Clutch, Gear, Cone and Viscous
The LSD was born from motorsports in the 1930s. Currently, there are four classes of design for an automotive limited-slip or torque-biasing differential. To simplify the discussion, we can eliminate cone and viscous LSDs as they are not available from the performance aftermarket for import performance vehicles (cone-type from Auburn are available for some domestic applications, but no one to our knowledge offers a viscous LSD in the aftermarket). That leaves clutch-type LSDs and gear-type automatic-torque-biasing (ATB) differentials.
Clutch Type
Not all clutch-type LSDs are created equal. The OEM clutch-type LSD that came in your 1984 RX-7 is likely to have a significantly different design and performance profile than a KAAZ LSD. Still, all clutch-type LSDs will share some common traits.

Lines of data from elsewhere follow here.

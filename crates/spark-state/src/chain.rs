//! minimal chain model the spark checks read from
//!
//! Only what the ledger needs: outputs carry scripts, spend transactions
//! carry their spark payload in an input script, and blocks are addressed by
//! height through [`ChainView`].

use std::collections::BTreeMap;

use serde::{Deserialize, Serialize};
use sha2::{Digest, Sha256};
use spark_primitives::Hash256;

use crate::script::{OP_SPARKMINT, OP_SPARKSMINT, OP_SPARKSPEND};

/// Raw output or input script.
#[derive(Clone, Debug, Default, PartialEq, Eq, Hash, Serialize, Deserialize)]
pub struct Script(pub Vec<u8>);

impl Script {
    pub fn as_bytes(&self) -> &[u8] {
        &self.0
    }

    pub fn is_empty(&self) -> bool {
        self.0.is_empty()
    }

    fn opcode(&self) -> Option<u8> {
        self.0.first().copied()
    }

    /// Public (value-carrying) mint.
    pub fn is_spark_mint(&self) -> bool {
        self.opcode() == Some(OP_SPARKMINT)
    }

    /// Private mint created as a spend output.
    pub fn is_spark_smint(&self) -> bool {
        self.opcode() == Some(OP_SPARKSMINT)
    }

    pub fn is_spark_spend(&self) -> bool {
        self.opcode() == Some(OP_SPARKSPEND)
    }

    pub fn is_spark_any_mint(&self) -> bool {
        self.is_spark_mint() || self.is_spark_smint()
    }
}

#[derive(Clone, Copy, Debug, Default, PartialEq, Eq, Hash, PartialOrd, Ord, Serialize, Deserialize)]
pub struct OutPoint {
    pub txid: Hash256,
    pub index: u32,
}

impl OutPoint {
    pub fn new(txid: Hash256, index: u32) -> Self {
        Self { txid, index }
    }
}

#[derive(Clone, Debug, Default, PartialEq, Eq, Serialize, Deserialize)]
pub struct TxIn {
    pub prev_out: OutPoint,
    pub script: Script,
}

#[derive(Clone, Debug, Default, PartialEq, Eq, Serialize, Deserialize)]
pub struct TxOut {
    pub value: u64,
    pub script: Script,
}

#[derive(Clone, Debug, Default, PartialEq, Eq, Serialize, Deserialize)]
pub struct Transaction {
    pub version: u32,
    pub inputs: Vec<TxIn>,
    pub outputs: Vec<TxOut>,
}

impl Transaction {
    pub fn txid(&self) -> Hash256 {
        let mut hasher = Sha256::new();
        hasher.update(self.version.to_le_bytes());
        hasher.update((self.inputs.len() as u32).to_le_bytes());
        for input in &self.inputs {
            hasher.update(input.prev_out.txid.as_bytes());
            hasher.update(input.prev_out.index.to_le_bytes());
            hash_script(&mut hasher, &input.script);
        }
        hash_outputs(&mut hasher, &self.outputs);
        Hash256(hasher.finalize().into())
    }

    pub fn is_spark_mint(&self) -> bool {
        self.outputs.iter().any(|o| o.script.is_spark_any_mint())
    }

    pub fn is_spark_spend(&self) -> bool {
        self.inputs.iter().any(|i| i.script.is_spark_spend())
    }

    pub fn is_spark_transaction(&self) -> bool {
        self.is_spark_mint() || self.is_spark_spend()
    }
}

pub(crate) fn hash_script(hasher: &mut Sha256, script: &Script) {
    hasher.update((script.0.len() as u32).to_le_bytes());
    hasher.update(&script.0);
}

pub(crate) fn hash_outputs(hasher: &mut Sha256, outputs: &[TxOut]) {
    hasher.update((outputs.len() as u32).to_le_bytes());
    for output in outputs {
        hasher.update(output.value.to_le_bytes());
        hash_script(hasher, &output.script);
    }
}

#[derive(Clone, Debug, Default, PartialEq, Eq, Serialize, Deserialize)]
pub struct Block {
    pub height: u32,
    pub prev_hash: Hash256,
    pub transactions: Vec<Transaction>,
}

impl Block {
    pub fn new(height: u32, prev_hash: Hash256, transactions: Vec<Transaction>) -> Self {
        Self {
            height,
            prev_hash,
            transactions,
        }
    }
}

/// Read access to connected blocks by height.
pub trait ChainView {
    fn block_at(&self, height: u32) -> Option<&Block>;
}

impl ChainView for [Block] {
    fn block_at(&self, height: u32) -> Option<&Block> {
        self.iter().find(|b| b.height == height)
    }
}

impl ChainView for Vec<Block> {
    fn block_at(&self, height: u32) -> Option<&Block> {
        self.as_slice().block_at(height)
    }
}

impl ChainView for BTreeMap<u32, Block> {
    fn block_at(&self, height: u32) -> Option<&Block> {
        self.get(&height)
    }
}
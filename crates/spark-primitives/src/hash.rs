//! domain-separated hashes of coins, linking tags and nonces
//!
//! These are the 256-bit identifiers used for hash-indexed lookups
//! (`has_coin_hash`, `is_used_ltag_hash`) and for the memoized nonce hash in
//! wallet mint metadata. In-memory maps key on the values themselves through
//! their derived `Hash` impls.

use core::fmt;

use serde::{Deserialize, Serialize};
use sha2::{Digest, Sha256};

use crate::coin::Coin;
use crate::group::{GroupElement, Scalar};

/// domain separator for coin hashes
pub const COIN_HASH_DOMAIN: &[u8] = b"spark.coin-hash.v1";
/// domain separator for linking tag hashes
pub const LTAG_HASH_DOMAIN: &[u8] = b"spark.ltag-hash.v1";
/// domain separator for nonce hashes
pub const NONCE_HASH_DOMAIN: &[u8] = b"spark.nonce-hash.v1";

/// A 256-bit hash (transaction ids, block hashes, coin and tag hashes).
#[derive(Clone, Copy, PartialEq, Eq, Hash, PartialOrd, Ord, Default, Serialize, Deserialize)]
pub struct Hash256(pub [u8; 32]);

impl Hash256 {
    pub const ZERO: Hash256 = Hash256([0u8; 32]);

    pub fn is_zero(&self) -> bool {
        self.0 == [0u8; 32]
    }

    pub fn as_bytes(&self) -> &[u8; 32] {
        &self.0
    }
}

impl fmt::Debug for Hash256 {
    fn fmt(&self, f: &mut fmt::Formatter<'_>) -> fmt::Result {
        write!(f, "Hash256({})", hex::encode(self.0))
    }
}

impl fmt::Display for Hash256 {
    fn fmt(&self, f: &mut fmt::Formatter<'_>) -> fmt::Result {
        f.write_str(&hex::encode(self.0))
    }
}

impl AsRef<[u8]> for Hash256 {
    fn as_ref(&self) -> &[u8] {
        &self.0
    }
}

fn domain_hasher(domain: &[u8]) -> Sha256 {
    let mut hasher = Sha256::new();
    hasher.update((domain.len() as u32).to_le_bytes());
    hasher.update(domain);
    hasher
}

fn domain_hash(domain: &[u8], data: &[u8]) -> Hash256 {
    let mut hasher = domain_hasher(domain);
    hasher.update(data);
    Hash256(hasher.finalize().into())
}

/// Hash of a coin's public fields.
///
/// The value is written with a presence flag, so coins whose value does not
/// match their type still hash apart from every well-formed coin.
pub fn coin_hash(coin: &Coin) -> Hash256 {
    let mut hasher = domain_hasher(COIN_HASH_DOMAIN);
    hasher.update([coin.coin_type.to_byte()]);
    hasher.update(coin.s.as_bytes());
    hasher.update(coin.k.as_bytes());
    hasher.update(coin.c.as_bytes());
    match coin.value {
        Some(value) => {
            hasher.update([1]);
            hasher.update(value.to_le_bytes());
        }
        None => hasher.update([0]),
    }
    for field in [&coin.encrypted, &coin.serial_context] {
        hasher.update((field.len() as u32).to_le_bytes());
        hasher.update(field);
    }
    Hash256(hasher.finalize().into())
}

/// Hash of a linking tag.
pub fn ltag_hash(tag: &GroupElement) -> Hash256 {
    domain_hash(LTAG_HASH_DOMAIN, tag.as_bytes())
}

/// Hash of a coin nonce.
pub fn nonce_hash(nonce: &Scalar) -> Hash256 {
    domain_hash(NONCE_HASH_DOMAIN, nonce.as_bytes())
}
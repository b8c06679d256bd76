//! spark ledger state
//!
//! Tracks the committed spark coin set and spent linking tags of a chain,
//! alongside the mempool overlay of not-yet-mined spark transactions.
//!
//! ## usage
//!
//! ```ignore
//! use spark_state::{SparkLedger, SparkParams};
//!
//! let ledger = SparkLedger::new(SparkParams::regtest());
//! let info = ledger.connect_block(&block)?;
//! // on reorg
//! ledger.disconnect_block(block.height, &info)?;
//! ```
//!
//! Blocks can also be validated ahead of time with [`prevalidate_blocks`]
//! and merged in height order with [`SparkLedger::merge_block`].

pub mod chain;
mod error;
pub mod ledger;
pub mod mempool;
pub mod mint_info;
pub mod params;
pub mod script;
pub mod state;
pub mod tx_info;
pub mod validation;

#[cfg(test)]
mod testing;

pub use chain::{Block, ChainView, OutPoint, Script, Transaction, TxIn, TxOut};
pub use error::{LedgerError, Result, ScriptError, TxInfoError, ValidationError};
pub use ledger::SparkLedger;
pub use mempool::SparkMempoolState;
pub use mint_info::{MintedCoinInfo, SparkMintMeta};
pub use params::{Network, SparkParams};
pub use script::{
    mint_script, parse_spark_mint_coin, parse_spark_mint_transaction, parse_spark_spend,
    smint_script, spend_script, SparkSpend, SpendInput, OP_SPARKMINT, OP_SPARKSMINT,
    OP_SPARKSPEND,
};
pub use state::{SparkCoinGroupInfo, SparkState};
pub use tx_info::SparkTxInfo;
pub use validation::{
    check_spark_transaction, get_out_point, get_out_point_by_hash, get_out_point_from_block,
    prevalidate_blocks, prove_spend, spend_tx_input, validate_block, verify_spend_proofs,
    CheckContext, SpendWitness,
};

pub use spark_primitives as primitives;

First, a clutch-type LSD will always send power to the wheel with more traction or grip even if one of the drive wheels loses contact with the ground. Second, KAAZ clutch LSDs will almost always have larger diameter clutches and a higher clutch count than the OEM. This increases the torque capacity of the locking mechanism and generally increases the responsiveness of the LSD. Third, most clutch-type LSDs can be “tuned” to vary the responsiveness of the locking effect. This can usually be done by changing the clutch capacity (rearrangement of the clutch discs), the initial torque (changing the cone and/or coil springs and preload) and the cam ramp angles (gradual or aggressive engagement). Finally, a clutch-type LSD may also be available in a number of different configurations for a particular application. This will allow a selection of a 1.0-, 1.5- or 2.0-way clutch-type differential to deliver the locking effect only on acceleration (1.0-way), on both acceleration and deceleration (2.0-way) or a combination of full locking effect on acceleration and a reduced effect on coast, deceleration and braking (1.5-way). Depending on the powertrain layout of the vehicle (FF, FR, AWD), the placement of a 1.0-, 1.5- or 2.0-way differential will deliver different results.
The Bottom Line
If you are a “set-it-and-forget-it” type, a gear-type LSD may be your best bet, while if you like to tune and tweak setups for maximum performance, the right clutch-type LSD set up properly will deliver the quickest lap times. In many forms of motorsports (especially those with restricted power), the car is set up around the LSD. With the exception of a massive increase in power or grip, nothing will deliver the performance increase possible like an effective LSD. Although we are a little late to making this revelation, there is a reason why LSD upgrades are among the first upgrades made to performance vehicles destined for the track in Japan, the UK and Europe.